YOUR TASK: Of the entries below, return only those lines from the line with "for index in" to the line with "#[command(version, about, long_about = None)]", exactly, both included.

::::

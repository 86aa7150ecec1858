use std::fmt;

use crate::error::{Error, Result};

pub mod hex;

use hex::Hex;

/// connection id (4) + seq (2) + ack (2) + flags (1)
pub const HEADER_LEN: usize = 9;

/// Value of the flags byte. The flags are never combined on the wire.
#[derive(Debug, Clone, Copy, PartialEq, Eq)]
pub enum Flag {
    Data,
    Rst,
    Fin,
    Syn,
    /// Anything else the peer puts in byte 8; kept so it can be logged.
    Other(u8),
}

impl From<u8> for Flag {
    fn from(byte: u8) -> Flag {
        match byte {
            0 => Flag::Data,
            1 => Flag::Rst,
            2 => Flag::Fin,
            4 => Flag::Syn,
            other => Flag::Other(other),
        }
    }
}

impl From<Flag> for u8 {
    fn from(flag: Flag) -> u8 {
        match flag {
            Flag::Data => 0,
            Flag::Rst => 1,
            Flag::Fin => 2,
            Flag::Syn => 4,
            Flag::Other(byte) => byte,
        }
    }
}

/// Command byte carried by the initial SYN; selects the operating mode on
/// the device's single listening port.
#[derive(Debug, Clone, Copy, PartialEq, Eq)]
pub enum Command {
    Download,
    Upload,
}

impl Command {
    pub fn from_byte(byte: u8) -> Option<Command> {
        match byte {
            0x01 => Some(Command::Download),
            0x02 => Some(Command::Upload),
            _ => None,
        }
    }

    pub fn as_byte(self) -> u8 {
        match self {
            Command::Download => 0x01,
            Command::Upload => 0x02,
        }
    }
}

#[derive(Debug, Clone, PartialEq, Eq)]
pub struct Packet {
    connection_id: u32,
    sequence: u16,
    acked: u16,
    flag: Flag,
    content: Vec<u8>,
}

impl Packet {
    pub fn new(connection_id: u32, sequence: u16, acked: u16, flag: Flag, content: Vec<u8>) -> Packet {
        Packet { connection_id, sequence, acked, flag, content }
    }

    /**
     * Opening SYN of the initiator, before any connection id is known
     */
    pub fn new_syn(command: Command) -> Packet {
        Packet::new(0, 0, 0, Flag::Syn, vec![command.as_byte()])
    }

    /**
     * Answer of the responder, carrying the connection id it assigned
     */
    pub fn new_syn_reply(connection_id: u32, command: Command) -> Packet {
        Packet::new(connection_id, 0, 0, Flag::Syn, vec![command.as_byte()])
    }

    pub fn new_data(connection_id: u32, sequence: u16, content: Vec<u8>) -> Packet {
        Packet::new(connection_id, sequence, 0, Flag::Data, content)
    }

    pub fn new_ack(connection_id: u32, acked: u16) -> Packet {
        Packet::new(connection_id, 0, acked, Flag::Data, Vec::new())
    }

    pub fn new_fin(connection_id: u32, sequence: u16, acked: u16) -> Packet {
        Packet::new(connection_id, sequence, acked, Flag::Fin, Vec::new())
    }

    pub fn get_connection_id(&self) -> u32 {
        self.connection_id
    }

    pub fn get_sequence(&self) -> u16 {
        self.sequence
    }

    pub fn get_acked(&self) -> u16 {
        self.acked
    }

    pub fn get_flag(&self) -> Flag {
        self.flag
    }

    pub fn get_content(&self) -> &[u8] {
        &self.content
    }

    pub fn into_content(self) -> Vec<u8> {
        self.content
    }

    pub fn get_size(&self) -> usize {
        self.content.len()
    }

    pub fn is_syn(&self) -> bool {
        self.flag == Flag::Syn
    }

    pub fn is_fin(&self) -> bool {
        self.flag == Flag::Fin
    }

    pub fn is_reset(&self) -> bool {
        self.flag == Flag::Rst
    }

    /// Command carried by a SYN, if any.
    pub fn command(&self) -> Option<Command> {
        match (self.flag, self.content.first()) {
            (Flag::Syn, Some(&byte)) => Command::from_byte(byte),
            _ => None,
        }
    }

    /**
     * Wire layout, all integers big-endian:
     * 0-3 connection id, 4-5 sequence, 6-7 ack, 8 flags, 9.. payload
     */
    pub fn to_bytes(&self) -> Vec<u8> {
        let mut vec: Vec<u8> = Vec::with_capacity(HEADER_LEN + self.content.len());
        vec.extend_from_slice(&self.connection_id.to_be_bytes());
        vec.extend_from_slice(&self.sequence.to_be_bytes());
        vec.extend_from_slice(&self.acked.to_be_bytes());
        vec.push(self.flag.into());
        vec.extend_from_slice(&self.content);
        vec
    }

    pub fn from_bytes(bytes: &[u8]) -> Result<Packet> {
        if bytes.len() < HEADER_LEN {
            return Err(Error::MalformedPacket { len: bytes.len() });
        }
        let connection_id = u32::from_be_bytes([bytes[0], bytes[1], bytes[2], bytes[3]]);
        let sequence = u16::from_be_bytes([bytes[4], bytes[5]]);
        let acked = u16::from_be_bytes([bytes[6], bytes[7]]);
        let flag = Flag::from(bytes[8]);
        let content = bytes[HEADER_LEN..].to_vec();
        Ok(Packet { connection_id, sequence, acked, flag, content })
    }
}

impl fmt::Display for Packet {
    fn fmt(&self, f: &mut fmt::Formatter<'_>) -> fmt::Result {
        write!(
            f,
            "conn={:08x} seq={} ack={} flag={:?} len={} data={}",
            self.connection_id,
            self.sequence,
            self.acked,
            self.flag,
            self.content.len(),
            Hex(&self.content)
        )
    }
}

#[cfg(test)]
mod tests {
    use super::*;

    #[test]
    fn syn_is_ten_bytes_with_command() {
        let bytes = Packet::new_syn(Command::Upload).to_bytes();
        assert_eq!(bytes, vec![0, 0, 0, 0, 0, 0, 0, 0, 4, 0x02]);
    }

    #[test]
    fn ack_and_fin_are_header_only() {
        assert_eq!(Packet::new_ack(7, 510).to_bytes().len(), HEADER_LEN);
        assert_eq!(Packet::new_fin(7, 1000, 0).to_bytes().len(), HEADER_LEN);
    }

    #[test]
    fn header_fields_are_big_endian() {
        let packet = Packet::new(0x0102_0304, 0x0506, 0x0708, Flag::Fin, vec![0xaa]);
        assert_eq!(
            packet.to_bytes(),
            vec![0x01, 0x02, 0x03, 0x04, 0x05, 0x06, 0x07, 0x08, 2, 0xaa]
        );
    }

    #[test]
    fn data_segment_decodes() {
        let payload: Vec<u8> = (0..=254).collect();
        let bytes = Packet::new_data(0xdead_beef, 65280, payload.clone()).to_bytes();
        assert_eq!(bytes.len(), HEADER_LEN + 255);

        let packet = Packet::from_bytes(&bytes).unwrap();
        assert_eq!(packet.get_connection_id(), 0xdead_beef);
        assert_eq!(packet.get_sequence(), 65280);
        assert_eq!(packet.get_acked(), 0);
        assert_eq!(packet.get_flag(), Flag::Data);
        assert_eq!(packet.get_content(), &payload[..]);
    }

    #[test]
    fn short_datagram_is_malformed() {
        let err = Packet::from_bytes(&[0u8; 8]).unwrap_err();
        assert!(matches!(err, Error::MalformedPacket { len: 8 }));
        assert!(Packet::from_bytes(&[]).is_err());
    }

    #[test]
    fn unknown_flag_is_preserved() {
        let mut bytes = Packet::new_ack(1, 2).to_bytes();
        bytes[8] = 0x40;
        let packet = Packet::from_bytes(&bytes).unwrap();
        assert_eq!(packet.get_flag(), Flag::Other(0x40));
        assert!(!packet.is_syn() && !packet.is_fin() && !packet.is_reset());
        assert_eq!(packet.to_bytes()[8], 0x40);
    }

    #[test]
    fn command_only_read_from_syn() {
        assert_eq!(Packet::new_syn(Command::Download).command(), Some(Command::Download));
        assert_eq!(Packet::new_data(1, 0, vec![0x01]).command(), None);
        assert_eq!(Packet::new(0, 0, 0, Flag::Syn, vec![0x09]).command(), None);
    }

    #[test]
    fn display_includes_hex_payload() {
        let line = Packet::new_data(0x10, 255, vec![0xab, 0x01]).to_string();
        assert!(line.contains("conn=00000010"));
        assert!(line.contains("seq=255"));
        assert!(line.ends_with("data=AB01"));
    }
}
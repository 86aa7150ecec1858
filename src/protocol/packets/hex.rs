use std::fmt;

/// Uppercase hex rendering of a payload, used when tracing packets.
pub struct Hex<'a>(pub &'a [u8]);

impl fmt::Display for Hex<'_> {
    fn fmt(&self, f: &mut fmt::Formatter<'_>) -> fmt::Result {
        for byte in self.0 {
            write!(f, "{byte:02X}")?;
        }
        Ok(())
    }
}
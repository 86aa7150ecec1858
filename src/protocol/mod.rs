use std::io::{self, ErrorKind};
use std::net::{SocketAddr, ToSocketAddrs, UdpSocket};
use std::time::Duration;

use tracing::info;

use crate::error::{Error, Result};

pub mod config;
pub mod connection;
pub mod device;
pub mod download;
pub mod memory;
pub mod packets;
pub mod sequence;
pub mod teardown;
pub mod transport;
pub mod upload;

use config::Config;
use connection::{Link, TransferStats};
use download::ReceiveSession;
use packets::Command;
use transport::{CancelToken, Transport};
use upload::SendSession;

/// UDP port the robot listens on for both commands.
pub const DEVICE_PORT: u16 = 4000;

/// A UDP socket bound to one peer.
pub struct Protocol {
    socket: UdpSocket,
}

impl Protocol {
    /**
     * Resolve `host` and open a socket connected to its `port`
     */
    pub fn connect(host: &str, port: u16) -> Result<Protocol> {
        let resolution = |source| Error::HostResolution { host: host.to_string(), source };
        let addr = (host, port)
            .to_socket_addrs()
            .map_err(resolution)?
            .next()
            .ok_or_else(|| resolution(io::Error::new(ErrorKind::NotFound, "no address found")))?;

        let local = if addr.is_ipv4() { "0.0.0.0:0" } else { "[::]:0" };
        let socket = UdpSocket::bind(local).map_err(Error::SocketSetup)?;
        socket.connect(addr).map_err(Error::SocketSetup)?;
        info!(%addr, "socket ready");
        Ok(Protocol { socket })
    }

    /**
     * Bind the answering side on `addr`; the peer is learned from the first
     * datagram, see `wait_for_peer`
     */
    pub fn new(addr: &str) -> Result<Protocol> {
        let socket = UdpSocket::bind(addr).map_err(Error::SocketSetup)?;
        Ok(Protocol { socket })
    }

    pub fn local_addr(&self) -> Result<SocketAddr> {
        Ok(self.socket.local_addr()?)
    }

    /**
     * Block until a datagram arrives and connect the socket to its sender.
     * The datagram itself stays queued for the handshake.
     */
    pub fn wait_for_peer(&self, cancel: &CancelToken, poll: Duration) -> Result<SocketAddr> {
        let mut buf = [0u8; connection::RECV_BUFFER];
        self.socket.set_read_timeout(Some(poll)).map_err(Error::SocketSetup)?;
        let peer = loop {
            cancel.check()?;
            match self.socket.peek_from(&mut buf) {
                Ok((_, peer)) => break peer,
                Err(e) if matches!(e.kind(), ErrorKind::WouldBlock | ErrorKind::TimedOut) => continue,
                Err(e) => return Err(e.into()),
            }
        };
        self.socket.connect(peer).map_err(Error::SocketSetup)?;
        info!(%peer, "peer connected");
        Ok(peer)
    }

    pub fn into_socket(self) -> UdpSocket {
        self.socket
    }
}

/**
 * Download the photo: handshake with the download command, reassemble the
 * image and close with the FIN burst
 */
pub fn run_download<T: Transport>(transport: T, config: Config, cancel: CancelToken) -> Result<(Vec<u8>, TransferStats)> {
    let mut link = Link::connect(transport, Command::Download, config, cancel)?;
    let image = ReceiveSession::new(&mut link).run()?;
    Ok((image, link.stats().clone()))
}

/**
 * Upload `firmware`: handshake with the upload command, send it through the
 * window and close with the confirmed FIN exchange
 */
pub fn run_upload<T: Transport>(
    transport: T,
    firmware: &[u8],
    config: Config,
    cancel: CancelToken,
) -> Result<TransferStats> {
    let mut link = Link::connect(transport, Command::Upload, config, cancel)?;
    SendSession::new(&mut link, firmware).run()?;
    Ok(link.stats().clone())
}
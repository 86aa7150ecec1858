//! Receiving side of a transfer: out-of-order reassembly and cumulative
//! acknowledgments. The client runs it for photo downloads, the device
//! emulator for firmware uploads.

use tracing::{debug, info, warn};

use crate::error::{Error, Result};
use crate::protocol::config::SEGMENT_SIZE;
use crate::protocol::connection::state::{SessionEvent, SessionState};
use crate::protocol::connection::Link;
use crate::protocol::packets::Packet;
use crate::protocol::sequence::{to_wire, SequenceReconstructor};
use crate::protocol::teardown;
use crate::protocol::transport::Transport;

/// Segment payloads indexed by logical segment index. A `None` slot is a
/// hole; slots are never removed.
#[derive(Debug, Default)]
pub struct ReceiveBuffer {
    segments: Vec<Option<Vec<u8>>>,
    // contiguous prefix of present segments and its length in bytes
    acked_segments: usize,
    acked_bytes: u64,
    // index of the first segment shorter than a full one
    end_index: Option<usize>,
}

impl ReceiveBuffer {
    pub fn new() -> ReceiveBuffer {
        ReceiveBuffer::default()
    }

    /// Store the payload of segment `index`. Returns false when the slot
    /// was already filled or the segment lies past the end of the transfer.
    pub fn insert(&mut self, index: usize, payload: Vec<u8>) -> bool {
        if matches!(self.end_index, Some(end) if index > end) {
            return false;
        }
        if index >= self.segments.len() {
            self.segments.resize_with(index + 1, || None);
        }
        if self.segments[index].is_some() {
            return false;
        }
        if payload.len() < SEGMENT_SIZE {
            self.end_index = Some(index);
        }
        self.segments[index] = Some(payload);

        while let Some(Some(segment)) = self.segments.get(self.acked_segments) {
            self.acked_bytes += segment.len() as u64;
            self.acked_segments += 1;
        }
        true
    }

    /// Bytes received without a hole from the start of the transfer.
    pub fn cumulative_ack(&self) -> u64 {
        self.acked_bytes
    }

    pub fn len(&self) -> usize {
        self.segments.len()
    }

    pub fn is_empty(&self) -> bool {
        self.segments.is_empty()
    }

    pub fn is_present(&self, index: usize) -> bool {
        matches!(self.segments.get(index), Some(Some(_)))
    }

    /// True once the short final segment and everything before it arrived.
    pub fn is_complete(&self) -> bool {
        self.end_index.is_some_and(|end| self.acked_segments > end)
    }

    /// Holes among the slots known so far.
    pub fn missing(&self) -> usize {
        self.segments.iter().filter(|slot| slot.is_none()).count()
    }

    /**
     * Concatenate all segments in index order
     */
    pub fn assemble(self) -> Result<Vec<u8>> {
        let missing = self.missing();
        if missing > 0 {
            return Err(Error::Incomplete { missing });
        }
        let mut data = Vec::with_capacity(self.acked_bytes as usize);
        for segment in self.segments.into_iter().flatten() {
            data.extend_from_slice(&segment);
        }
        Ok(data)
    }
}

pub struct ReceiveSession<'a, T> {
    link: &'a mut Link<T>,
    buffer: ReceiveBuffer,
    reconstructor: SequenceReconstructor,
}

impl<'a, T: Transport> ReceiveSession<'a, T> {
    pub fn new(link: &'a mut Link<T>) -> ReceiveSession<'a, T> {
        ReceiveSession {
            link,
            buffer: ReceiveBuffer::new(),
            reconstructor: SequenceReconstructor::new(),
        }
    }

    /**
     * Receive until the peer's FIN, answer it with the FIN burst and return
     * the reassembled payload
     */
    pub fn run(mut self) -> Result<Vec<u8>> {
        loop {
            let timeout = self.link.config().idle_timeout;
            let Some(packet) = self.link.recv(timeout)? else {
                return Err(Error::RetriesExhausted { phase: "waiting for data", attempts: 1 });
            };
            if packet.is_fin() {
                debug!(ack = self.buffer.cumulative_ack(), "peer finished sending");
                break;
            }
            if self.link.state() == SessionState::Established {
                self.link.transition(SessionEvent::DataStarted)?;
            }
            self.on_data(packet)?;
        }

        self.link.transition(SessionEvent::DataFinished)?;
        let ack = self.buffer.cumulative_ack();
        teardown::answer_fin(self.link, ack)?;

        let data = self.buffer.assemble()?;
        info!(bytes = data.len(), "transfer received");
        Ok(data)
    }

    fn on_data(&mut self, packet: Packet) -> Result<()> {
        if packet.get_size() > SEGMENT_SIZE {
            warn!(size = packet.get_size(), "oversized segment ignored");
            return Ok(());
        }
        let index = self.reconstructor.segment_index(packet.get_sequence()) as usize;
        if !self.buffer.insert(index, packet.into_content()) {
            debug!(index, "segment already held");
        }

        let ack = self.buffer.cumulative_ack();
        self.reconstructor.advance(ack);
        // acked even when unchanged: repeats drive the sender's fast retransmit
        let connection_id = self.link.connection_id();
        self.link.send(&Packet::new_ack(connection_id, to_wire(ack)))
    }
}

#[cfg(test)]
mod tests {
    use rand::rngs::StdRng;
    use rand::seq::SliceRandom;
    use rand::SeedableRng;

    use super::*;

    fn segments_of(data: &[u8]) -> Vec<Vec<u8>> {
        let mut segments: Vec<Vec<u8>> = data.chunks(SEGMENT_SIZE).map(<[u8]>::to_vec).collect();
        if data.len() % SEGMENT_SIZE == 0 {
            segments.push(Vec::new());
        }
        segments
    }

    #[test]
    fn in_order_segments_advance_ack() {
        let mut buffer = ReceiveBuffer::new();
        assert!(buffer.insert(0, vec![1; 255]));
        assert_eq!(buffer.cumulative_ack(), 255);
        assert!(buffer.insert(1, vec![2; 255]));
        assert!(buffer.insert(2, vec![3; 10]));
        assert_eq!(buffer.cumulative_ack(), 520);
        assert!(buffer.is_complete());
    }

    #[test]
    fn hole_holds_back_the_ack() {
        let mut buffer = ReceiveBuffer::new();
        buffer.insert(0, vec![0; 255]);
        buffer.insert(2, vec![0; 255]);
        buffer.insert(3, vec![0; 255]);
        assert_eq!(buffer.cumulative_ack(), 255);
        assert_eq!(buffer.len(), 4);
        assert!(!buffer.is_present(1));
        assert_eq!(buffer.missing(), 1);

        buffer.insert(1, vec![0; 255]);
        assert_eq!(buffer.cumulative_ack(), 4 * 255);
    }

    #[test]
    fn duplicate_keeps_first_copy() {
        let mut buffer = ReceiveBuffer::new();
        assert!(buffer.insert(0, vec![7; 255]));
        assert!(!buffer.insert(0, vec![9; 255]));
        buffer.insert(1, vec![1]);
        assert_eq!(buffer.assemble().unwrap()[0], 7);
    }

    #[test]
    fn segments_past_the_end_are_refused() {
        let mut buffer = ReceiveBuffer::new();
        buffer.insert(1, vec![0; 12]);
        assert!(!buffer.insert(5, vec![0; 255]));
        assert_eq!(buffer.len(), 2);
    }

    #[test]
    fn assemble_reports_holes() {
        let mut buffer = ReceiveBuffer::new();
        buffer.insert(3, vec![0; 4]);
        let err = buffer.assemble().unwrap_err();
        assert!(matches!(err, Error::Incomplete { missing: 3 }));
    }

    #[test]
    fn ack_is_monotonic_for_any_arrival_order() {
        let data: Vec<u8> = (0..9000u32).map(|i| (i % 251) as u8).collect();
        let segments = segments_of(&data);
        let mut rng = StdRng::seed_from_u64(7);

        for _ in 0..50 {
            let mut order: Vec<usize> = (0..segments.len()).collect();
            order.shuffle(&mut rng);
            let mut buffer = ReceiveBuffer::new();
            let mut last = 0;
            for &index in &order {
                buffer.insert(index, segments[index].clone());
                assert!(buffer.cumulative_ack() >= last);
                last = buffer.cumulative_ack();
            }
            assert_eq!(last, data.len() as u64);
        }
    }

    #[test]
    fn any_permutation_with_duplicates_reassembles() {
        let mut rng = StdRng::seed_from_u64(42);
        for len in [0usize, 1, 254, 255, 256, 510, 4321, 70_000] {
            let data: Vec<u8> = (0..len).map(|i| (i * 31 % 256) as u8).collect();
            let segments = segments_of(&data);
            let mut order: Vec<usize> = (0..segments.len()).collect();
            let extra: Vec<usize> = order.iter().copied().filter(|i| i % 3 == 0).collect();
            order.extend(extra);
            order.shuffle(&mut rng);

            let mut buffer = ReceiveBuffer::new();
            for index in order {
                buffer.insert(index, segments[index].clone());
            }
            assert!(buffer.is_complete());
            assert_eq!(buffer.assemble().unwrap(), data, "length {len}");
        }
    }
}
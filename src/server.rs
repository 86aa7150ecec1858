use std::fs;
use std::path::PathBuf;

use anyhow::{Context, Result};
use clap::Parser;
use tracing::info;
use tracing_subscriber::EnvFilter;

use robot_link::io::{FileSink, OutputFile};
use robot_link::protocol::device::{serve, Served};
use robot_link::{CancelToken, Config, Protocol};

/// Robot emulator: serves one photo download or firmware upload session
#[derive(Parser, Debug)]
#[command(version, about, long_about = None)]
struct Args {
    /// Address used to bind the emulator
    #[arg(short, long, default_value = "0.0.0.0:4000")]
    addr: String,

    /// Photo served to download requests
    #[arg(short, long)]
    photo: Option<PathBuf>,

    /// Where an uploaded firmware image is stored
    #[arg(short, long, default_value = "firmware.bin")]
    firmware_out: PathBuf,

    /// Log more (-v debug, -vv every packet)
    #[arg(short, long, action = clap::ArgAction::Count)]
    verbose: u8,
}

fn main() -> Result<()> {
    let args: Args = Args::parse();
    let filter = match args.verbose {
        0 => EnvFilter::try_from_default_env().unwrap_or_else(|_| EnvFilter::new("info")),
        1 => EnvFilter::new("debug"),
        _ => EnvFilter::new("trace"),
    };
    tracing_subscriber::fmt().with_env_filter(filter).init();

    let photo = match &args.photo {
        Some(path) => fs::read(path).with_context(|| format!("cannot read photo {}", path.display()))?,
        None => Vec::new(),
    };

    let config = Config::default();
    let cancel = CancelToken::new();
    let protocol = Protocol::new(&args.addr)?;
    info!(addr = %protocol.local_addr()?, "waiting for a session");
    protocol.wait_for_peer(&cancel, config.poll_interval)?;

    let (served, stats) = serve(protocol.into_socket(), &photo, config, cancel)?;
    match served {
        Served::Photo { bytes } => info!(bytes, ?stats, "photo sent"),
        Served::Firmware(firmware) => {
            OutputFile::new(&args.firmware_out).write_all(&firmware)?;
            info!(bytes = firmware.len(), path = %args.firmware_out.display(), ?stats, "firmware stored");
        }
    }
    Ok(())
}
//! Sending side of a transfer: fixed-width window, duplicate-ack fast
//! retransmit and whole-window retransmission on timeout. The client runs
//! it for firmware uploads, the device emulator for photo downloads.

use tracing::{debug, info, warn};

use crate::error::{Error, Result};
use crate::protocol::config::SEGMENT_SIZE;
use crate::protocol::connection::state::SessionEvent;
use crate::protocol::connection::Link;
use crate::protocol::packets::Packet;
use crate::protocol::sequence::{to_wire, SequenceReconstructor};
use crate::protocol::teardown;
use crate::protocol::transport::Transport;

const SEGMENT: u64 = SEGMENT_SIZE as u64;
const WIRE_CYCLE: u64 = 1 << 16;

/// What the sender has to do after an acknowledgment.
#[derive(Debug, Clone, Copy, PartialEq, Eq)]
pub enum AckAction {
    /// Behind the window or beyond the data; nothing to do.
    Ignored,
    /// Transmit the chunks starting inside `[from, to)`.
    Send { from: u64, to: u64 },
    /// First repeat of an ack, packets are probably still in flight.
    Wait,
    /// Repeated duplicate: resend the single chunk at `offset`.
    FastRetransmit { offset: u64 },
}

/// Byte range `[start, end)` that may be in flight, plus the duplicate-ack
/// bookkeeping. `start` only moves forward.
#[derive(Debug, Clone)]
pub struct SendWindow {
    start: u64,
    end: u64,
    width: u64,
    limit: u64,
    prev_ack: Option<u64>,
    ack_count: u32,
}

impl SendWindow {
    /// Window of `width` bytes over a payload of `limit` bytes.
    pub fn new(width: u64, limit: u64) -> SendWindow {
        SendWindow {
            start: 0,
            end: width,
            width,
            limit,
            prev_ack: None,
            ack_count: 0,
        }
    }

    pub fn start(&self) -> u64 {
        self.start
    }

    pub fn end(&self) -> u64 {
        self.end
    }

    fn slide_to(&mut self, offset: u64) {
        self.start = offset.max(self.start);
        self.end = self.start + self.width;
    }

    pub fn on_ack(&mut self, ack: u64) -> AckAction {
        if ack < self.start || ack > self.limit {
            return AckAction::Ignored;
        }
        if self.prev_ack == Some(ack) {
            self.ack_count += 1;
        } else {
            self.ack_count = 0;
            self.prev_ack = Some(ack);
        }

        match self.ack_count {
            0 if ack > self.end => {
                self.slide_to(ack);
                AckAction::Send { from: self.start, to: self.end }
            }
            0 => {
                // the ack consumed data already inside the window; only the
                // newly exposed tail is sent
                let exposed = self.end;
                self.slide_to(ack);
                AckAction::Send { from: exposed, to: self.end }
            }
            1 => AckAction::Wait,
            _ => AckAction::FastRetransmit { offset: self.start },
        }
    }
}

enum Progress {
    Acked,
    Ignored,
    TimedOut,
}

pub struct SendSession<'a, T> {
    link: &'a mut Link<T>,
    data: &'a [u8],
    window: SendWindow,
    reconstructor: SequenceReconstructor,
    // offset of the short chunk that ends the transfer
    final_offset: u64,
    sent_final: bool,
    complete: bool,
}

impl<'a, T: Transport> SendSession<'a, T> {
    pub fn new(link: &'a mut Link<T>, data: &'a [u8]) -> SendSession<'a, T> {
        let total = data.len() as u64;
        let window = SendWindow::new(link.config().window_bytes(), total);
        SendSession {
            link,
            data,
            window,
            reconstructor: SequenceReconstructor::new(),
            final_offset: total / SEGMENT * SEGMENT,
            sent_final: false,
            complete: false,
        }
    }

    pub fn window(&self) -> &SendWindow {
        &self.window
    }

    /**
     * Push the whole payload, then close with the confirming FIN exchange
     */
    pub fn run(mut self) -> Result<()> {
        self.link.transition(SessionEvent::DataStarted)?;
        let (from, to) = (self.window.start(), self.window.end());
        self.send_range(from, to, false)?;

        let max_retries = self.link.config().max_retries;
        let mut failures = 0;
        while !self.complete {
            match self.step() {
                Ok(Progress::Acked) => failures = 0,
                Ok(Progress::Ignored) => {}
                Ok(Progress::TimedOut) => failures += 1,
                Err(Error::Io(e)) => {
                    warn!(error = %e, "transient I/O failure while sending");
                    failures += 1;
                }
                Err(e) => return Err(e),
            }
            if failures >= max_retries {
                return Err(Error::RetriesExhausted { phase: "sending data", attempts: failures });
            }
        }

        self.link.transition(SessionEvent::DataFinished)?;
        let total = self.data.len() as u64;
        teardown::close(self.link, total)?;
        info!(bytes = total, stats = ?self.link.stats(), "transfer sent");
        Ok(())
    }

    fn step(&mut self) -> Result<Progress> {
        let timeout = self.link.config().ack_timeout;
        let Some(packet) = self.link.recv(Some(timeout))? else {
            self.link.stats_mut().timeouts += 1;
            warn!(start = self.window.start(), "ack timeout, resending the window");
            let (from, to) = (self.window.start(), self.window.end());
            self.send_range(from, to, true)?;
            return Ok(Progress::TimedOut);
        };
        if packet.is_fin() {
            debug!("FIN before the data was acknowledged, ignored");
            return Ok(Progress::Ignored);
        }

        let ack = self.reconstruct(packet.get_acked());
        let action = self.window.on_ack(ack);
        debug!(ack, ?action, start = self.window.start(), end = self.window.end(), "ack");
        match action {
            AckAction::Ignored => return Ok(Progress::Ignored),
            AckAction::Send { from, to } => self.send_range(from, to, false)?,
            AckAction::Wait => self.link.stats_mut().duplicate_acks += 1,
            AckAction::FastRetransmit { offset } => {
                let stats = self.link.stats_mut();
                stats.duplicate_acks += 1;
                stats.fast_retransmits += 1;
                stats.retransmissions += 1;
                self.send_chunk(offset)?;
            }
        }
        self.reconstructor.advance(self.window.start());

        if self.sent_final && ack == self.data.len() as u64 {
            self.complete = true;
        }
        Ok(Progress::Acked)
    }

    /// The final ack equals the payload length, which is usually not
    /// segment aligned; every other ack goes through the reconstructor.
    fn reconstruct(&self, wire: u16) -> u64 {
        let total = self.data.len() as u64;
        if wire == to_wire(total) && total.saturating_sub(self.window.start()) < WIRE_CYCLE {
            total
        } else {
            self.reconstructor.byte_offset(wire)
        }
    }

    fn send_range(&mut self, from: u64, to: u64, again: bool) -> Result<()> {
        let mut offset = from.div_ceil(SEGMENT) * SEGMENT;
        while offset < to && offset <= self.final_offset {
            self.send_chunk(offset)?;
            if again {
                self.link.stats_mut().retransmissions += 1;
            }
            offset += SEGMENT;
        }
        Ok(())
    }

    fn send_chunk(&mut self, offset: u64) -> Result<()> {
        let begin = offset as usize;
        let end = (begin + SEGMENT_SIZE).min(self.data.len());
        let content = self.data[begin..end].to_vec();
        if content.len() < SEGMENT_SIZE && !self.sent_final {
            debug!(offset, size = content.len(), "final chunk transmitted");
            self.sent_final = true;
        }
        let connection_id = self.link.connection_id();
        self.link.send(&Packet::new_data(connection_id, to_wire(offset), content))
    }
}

::::

RESPONSE BOX:
            for index in order {
                buffer.insert(index, segments[index].clone());
            }
            assert!(buffer.is_complete());
            assert_eq!(buffer.assemble().unwrap(), data, "length {len}");
        }
    }
}
filename src/server.rs
repository 86aa7150ecec1858
use std::fs;
use std::path::PathBuf;

use anyhow::{Context, Result};
use clap::Parser;
use tracing::info;
use tracing_subscriber::EnvFilter;

use robot_link::io::{FileSink, OutputFile};
use robot_link::protocol::device::{serve, Served};
use robot_link::{CancelToken, Config, Protocol};

/// Robot emulator: serves one photo download or firmware upload session
#[derive(Parser, Debug)]
#[command(version, about, long_about = None)]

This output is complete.